**Task directions**
Return each line of the records below that contains the word "struct".

Extracted records:
- Opening Delimiter -
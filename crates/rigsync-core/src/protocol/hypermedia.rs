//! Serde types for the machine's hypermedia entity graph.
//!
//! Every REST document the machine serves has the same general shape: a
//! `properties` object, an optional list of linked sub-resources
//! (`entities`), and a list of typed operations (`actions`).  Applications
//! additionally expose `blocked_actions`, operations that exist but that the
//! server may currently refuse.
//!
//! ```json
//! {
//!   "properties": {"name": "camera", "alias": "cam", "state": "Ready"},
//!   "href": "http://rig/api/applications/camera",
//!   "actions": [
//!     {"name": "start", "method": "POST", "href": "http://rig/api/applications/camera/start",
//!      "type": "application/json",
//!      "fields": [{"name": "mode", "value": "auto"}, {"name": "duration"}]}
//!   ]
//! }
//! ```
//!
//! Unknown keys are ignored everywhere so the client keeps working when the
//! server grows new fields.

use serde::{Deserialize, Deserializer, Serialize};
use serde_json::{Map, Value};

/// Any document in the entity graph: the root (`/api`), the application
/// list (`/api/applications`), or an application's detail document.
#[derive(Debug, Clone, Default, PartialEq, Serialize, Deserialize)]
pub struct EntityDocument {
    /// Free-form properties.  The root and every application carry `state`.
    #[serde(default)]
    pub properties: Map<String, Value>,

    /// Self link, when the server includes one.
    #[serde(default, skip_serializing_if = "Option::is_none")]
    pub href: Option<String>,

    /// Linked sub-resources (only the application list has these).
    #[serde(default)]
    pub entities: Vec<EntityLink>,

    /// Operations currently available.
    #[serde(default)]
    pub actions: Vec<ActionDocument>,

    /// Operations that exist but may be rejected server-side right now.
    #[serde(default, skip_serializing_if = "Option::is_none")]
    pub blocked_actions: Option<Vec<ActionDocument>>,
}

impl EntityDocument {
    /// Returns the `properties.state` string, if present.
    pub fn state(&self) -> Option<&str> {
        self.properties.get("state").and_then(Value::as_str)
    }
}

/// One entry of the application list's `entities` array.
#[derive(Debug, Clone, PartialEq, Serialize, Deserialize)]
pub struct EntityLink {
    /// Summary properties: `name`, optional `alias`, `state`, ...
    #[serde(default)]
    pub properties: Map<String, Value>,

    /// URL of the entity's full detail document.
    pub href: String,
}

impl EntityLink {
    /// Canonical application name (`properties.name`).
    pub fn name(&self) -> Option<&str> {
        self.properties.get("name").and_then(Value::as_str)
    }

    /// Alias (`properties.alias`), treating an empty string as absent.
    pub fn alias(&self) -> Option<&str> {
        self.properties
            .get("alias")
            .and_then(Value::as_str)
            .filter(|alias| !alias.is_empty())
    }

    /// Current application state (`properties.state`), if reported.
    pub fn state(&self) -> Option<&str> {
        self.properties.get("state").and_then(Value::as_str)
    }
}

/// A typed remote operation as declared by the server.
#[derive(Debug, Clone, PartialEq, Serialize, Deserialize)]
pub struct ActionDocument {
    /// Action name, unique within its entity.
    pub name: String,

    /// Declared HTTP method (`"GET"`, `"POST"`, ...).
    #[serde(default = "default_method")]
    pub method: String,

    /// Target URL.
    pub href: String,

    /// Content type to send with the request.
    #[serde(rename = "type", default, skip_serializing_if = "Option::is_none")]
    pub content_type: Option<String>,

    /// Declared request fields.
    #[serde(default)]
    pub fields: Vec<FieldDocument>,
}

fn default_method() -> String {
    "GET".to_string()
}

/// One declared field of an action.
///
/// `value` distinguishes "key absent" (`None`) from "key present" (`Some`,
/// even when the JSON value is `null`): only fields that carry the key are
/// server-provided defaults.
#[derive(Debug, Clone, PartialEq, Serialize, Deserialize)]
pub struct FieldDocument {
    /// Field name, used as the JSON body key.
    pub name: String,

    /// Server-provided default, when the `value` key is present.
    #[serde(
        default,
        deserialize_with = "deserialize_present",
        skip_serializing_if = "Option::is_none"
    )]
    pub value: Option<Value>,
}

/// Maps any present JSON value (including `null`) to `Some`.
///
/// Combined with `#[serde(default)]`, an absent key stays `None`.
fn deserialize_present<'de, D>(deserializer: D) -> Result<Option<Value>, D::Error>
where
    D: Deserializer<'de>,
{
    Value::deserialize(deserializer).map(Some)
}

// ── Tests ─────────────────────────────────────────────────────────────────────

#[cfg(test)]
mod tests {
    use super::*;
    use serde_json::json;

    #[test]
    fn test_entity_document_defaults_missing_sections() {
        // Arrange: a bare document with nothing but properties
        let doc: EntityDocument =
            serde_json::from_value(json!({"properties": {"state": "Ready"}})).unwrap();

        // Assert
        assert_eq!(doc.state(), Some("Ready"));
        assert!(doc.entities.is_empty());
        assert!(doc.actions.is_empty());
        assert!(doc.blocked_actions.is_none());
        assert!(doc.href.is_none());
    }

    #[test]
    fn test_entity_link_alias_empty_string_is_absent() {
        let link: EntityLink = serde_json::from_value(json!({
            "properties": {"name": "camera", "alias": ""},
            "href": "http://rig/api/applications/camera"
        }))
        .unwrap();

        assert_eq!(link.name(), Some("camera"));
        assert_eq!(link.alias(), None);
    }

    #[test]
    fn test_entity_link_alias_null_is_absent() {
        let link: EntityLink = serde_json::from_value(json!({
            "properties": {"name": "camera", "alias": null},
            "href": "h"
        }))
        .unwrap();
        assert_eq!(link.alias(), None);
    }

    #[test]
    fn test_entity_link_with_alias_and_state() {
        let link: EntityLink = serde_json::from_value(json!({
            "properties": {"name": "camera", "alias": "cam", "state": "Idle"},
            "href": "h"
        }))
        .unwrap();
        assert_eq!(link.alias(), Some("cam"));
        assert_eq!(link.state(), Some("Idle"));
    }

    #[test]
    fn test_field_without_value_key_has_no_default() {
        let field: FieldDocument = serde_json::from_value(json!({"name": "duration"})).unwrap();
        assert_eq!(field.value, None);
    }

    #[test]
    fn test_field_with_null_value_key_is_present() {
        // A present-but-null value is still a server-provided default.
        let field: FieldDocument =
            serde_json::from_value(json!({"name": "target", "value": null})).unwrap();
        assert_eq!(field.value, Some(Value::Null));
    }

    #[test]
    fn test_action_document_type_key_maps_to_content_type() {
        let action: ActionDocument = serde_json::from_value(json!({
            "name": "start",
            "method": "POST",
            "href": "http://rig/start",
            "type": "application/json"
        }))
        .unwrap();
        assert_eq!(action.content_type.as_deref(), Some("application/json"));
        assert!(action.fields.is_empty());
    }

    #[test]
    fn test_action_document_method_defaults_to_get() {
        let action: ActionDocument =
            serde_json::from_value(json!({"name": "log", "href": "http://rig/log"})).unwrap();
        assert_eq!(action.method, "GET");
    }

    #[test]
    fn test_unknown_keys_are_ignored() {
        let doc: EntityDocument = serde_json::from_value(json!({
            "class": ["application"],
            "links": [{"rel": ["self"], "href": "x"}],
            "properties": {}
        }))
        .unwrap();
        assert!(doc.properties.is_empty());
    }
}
- Closing Delimiter -
**Task result**
pub struct EntityDocument {
pub struct EntityLink {
pub struct ActionDocument {
pub struct FieldDocument {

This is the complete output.